Veolia joins forces with Project Mainstream to help develop the circular economy

Veolia has joined forces with Project Mainstream, launched by the Ellen MacArthur Foundation at Davos on the 25th January, in partnership with the World Economic Forum and McKinsey & Company, to help gather large scale momentum around the circular economy.

As world leader in waste recycling and wastewater recycling, Veolia is ideally placed as a pioneer and game changer to help leverage this initiative into a new economic model. Confronted with the challenge of scarcity of natural resources, the development of the circular economy presents opportunities which in turn lead to business.
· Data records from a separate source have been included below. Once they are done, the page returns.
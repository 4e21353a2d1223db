use std::sync::Arc;
use std::time::Duration;

use anyhow::Result;
use tokio::sync::watch;
use tracing::info;

use domain::services::events::{EventBus, LogSubscriber};
use persistence::repositories::SettingRepository;

use plexguard_api::app::{create_app, AppState};
use plexguard_api::config::Config;
use plexguard_api::jobs::{CleanupDevicesJob, JobScheduler, PoolMetricsJob, SessionPollLoop};
use plexguard_api::middleware::logging::init_logging;
use plexguard_api::services::enforcement::EnforcementService;
use plexguard_api::services::plex::PlexClient;
use plexguard_api::services::settings::SettingsStore;

#[tokio::main]
async fn main() -> Result<()> {
    // Load .env file if present
    dotenvy::dotenv().ok();

    let config = Config::load()?;
    init_logging(&config.logging);

    info!("Starting PlexGuard v{}", env!("CARGO_PKG_VERSION"));

    let pool = persistence::db::create_pool(&config.database_config()).await?;

    info!("Running database migrations...");
    sqlx::migrate!("../persistence/src/migrations").run(&pool).await?;

    let settings = SettingsStore::new(SettingRepository::new(pool.clone()));
    settings.ensure_defaults().await?;

    let mut event_bus = EventBus::new();
    event_bus.subscribe(LogSubscriber);
    let events = Arc::new(event_bus);

    let plex = PlexClient::new(Arc::clone(&settings));
    let enforcement = EnforcementService::new(
        pool.clone(),
        Arc::clone(&plex),
        Arc::clone(&settings),
        Arc::clone(&events),
    );

    // Maintenance jobs.
    let mut scheduler = JobScheduler::new();
    scheduler.register(CleanupDevicesJob::new(pool.clone(), Arc::clone(&settings)));
    scheduler.register(PoolMetricsJob::new(pool.clone()));
    scheduler.start();

    // The enforcement poll loop.
    let (poll_shutdown_tx, poll_shutdown_rx) = watch::channel(false);
    let poll_handle = SessionPollLoop::new(
        Arc::clone(&enforcement),
        Arc::clone(&settings),
        poll_shutdown_rx,
    )
    .spawn();

    let state = AppState {
        pool,
        config: Arc::new(config.clone()),
        settings,
        plex,
        enforcement,
        events,
    };
    let app = create_app(state);

    let addr = config.socket_addr()?;
    info!("Server listening on {}", addr);

    let listener = tokio::net::TcpListener::bind(addr).await?;
    axum::serve(listener, app)
        .with_graceful_shutdown(shutdown_signal())
        .await?;

    // Let the in-flight tick finish, then stop the background tasks.
    info!("Shutting down");
    let _ = poll_shutdown_tx.send(true);
    let _ = poll_handle.await;
    scheduler.shutdown();
    scheduler.wait_for_shutdown(Duration::from_secs(10)).await;

    Ok(())
}

async fn shutdown_signal() {
    let ctrl_c = async {
        tokio::signal::ctrl_c()
            .await
            .expect("failed to install Ctrl+C handler");
    };

    #[cfg(unix)]
    let terminate = async {
        tokio::signal::unix::signal(tokio::signal::unix::SignalKind::terminate())
            .expect("failed to install SIGTERM handler")
            .recv()
            .await;
    };

    #[cfg(not(unix))]
    let terminate = std::future::pending::<()>();

    tokio::select! {
        _ = ctrl_c => {}
        _ = terminate => {}
    }
}
//! Session history repository for database operations.
//!
//! History rows track session lifetimes: a row opens when a session key
//! first appears in a snapshot and closes when the key vanishes. The policy
//! engine reads `started_at` to order a user's concurrent sessions.

use chrono::{DateTime, Utc};
use sqlx::PgPool;

use crate::entities::SessionHistoryEntity;
use crate::metrics::QueryTimer;

/// Fields for a newly opened history row.
#[derive(Debug, Clone)]
pub struct NewHistoryRow<'a> {
    pub session_key: &'a str,
    pub user_id: &'a str,
    pub device_id: Option<i64>,
    pub device_address: Option<&'a str>,
    pub title: Option<&'a str>,
    pub grandparent_title: Option<&'a str>,
    pub parent_title: Option<&'a str>,
    pub year: Option<i32>,
    pub media_type: Option<&'a str>,
    pub rating_key: Option<&'a str>,
}

/// Repository for session-history database operations.
#[derive(Clone)]
pub struct SessionHistoryRepository {
    pool: PgPool,
}

impl SessionHistoryRepository {
    /// Creates a new SessionHistoryRepository with the given connection pool.
    pub fn new(pool: PgPool) -> Self {
        Self { pool }
    }

    /// Session keys with an open history row.
    pub async fn active_keys(&self) -> Result<Vec<String>, sqlx::Error> {
        let timer = QueryTimer::new("active_session_keys");
        let rows: Vec<(String,)> = sqlx::query_as(
            "SELECT session_key FROM session_history WHERE ended_at IS NULL",
        )
        .fetch_all(&self.pool)
        .await?;
        timer.record();
        Ok(rows.into_iter().map(|r| r.0).collect())
    }

    /// `started_at` for the open rows of the given keys.
    pub async fn started_at_for_keys(
        &self,
        keys: &[String],
    ) -> Result<Vec<(String, DateTime<Utc>)>, sqlx::Error> {
        let timer = QueryTimer::new("session_started_at");
        let rows: Vec<(String, DateTime<Utc>)> = sqlx::query_as(
            r#"
            SELECT session_key, started_at
            FROM session_history
            WHERE ended_at IS NULL AND session_key = ANY($1)
            "#,
        )
        .bind(keys)
        .fetch_all(&self.pool)
        .await?;
        timer.record();
        Ok(rows)
    }

    /// Open a row for a newly started session.
    pub async fn open(
        &self,
        row: &NewHistoryRow<'_>,
        started_at: DateTime<Utc>,
    ) -> Result<SessionHistoryEntity, sqlx::Error> {
        let timer = QueryTimer::new("open_session_history");
        let result = sqlx::query_as::<_, SessionHistoryEntity>(
            r#"
            INSERT INTO session_history (session_key, user_id, device_id, device_address,
                                         title, grandparent_title, parent_title, year,
                                         media_type, rating_key, started_at)
            VALUES ($1, $2, $3, $4, $5, $6, $7, $8, $9, $10, $11)
            RETURNING id, session_key, user_id, device_id, device_address, title,
                      grandparent_title, parent_title, year, media_type, rating_key,
                      started_at, ended_at
            "#,
        )
        .bind(row.session_key)
        .bind(row.user_id)
        .bind(row.device_id)
        .bind(row.device_address)
        .bind(row.title)
        .bind(row.grandparent_title)
        .bind(row.parent_title)
        .bind(row.year)
        .bind(row.media_type)
        .bind(row.rating_key)
        .bind(started_at)
        .fetch_one(&self.pool)
        .await;
        timer.record();
        result
    }

    /// Close every open row whose session key is no longer present.
    /// Returns the number of rows closed.
    pub async fn close_absent(
        &self,
        present_keys: &[String],
        ended_at: DateTime<Utc>,
    ) -> Result<u64, sqlx::Error> {
        let timer = QueryTimer::new("close_absent_sessions");
        let result = sqlx::query(
            r#"
            UPDATE session_history
            SET ended_at = $2
            WHERE ended_at IS NULL AND session_key <> ALL($1)
            "#,
        )
        .bind(present_keys)
        .bind(ended_at)
        .execute(&self.pool)
        .await?;
        timer.record();
        Ok(result.rows_affected())
    }
}
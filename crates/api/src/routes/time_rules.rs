//! Time-rule endpoints for the admin UI.

use axum::{
    extract::{Path, State},
    Json,
};
use validator::Validate;

use domain::models::{CreateTimeRuleRequest, TimeRule, UpdateTimeRuleRequest};
use persistence::repositories::TimeRuleRepository;

use crate::app::AppState;
use crate::error::ApiError;

/// `GET /api/users/:id/rules`.
pub async fn list_rules(
    State(state): State<AppState>,
    Path(user_id): Path<String>,
) -> Result<Json<Vec<TimeRule>>, ApiError> {
    let rules = TimeRuleRepository::new(state.pool.clone())
        .list_for_user(&user_id)
        .await?
        .into_iter()
        .map(TimeRule::from)
        .collect();
    Ok(Json(rules))
}

/// `POST /api/users/:id/rules`.
pub async fn create_rule(
    State(state): State<AppState>,
    Path(user_id): Path<String>,
    Json(request): Json<CreateTimeRuleRequest>,
) -> Result<Json<TimeRule>, ApiError> {
    request.validate()?;

    let rule = TimeRuleRepository::new(state.pool.clone())
        .create(
            &user_id,
            normalized_device(request.device_identifier.as_deref()),
            request.day_of_week,
            &request.start_time,
            &request.end_time,
            request.enabled,
            &request.rule_name,
        )
        .await?;
    Ok(Json(TimeRule::from(rule)))
}

/// `PUT /api/users/:id/rules/:rule_id` — partial update over the stored row.
pub async fn update_rule(
    State(state): State<AppState>,
    Path((user_id, rule_id)): Path<(String, i64)>,
    Json(request): Json<UpdateTimeRuleRequest>,
) -> Result<Json<TimeRule>, ApiError> {
    request.validate()?;

    let repo = TimeRuleRepository::new(state.pool.clone());
    let existing = repo
        .find_by_id(rule_id, &user_id)
        .await?
        .ok_or_else(|| ApiError::NotFound(format!("Rule {rule_id} not found")))?;

    let device_identifier = match &request.device_identifier {
        Some(value) => normalized_device(Some(value.as_str())).map(str::to_string),
        None => existing.device_identifier.clone(),
    };

    let updated = repo
        .update(
            rule_id,
            &user_id,
            device_identifier.as_deref(),
            request.day_of_week.unwrap_or(existing.day_of_week),
            request.start_time.as_deref().unwrap_or(&existing.start_time),
            request.end_time.as_deref().unwrap_or(&existing.end_time),
            request.enabled.unwrap_or(existing.enabled),
            request.rule_name.as_deref().unwrap_or(&existing.rule_name),
        )
        .await?
        .ok_or_else(|| ApiError::NotFound(format!("Rule {rule_id} not found")))?;
    Ok(Json(TimeRule::from(updated)))
}

/// `DELETE /api/users/:id/rules/:rule_id`.
pub async fn delete_rule(
    State(state): State<AppState>,
    Path((user_id, rule_id)): Path<(String, i64)>,
) -> Result<Json<serde_json::Value>, ApiError> {
    let deleted = TimeRuleRepository::new(state.pool.clone())
        .delete(rule_id, &user_id)
        .await?;
    if deleted == 0 {
        return Err(ApiError::NotFound(format!("Rule {rule_id} not found")));
    }
    Ok(Json(serde_json::json!({ "deleted": true })))
}

/// Empty device identifiers mean "all devices" and are stored as NULL.
fn normalized_device(device: Option<&str>) -> Option<&str> {
    device.map(str::trim).filter(|d| !d.is_empty())
}

#[cfg(test)]
mod tests {
    use super::*;

    #[test]
    fn test_normalized_device() {
        assert_eq!(normalized_device(None), None);
        assert_eq!(normalized_device(Some("")), None);
        assert_eq!(normalized_device(Some("  ")), None);
        assert_eq!(normalized_device(Some("AAA")), Some("AAA"));
        assert_eq!(normalized_device(Some(" AAA ")), Some("AAA"));
    }

    #[test]
    fn test_create_request_parses() {
        let request: CreateTimeRuleRequest = serde_json::from_str(
            r#"{"dayOfWeek":3,"startTime":"20:00","endTime":"22:00","ruleName":"School night"}"#,
        )
        .unwrap();
        assert!(request.validate().is_ok());
        assert!(request.enabled);
    }
}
Speaking from Davos, Antoine Frérot, CEO of Veolia and member of the Steering Committee of Mainstream said,

"we can create innovations and technology for this circular economy; turning the usual linear approach of our consumer society into a circle. By this I mean solving the problem of a scarcity of raw materials, water and energy, by creating, everywhere it is technically and economically feasible, closed-loop resource cycles. Whatever the size of the company we run, whatever its business, whatever city we manage, it is a shame, and a failure, whenever a kilo of waste is destroyed because we did not know or want to recover or reuse it!"

Veolia is actively engaged in this process. The company is working with Total, and recently inaugurated a used oil recycling plant serving Northern Europe which provides a good example of the virtuous circle of the circular economy: business development, compliance with the European Union's recycling priorities, and job creation.

Veolia is also in partnership with the French Atomic Energy Commission and has devised a process for recycling used lithium batteries and for producing ultra-pure lithium that is directly usable in industry. This innovation illustrates how business is changing, shifting from depollution to solving problems of scarcity. The circular economy makes use of what is useless, and, thereby, makes the economy more economical. It is a paradigm shift away from the usual linear approach towards a circular one, and also a shift in how businesses, governments and communities work together.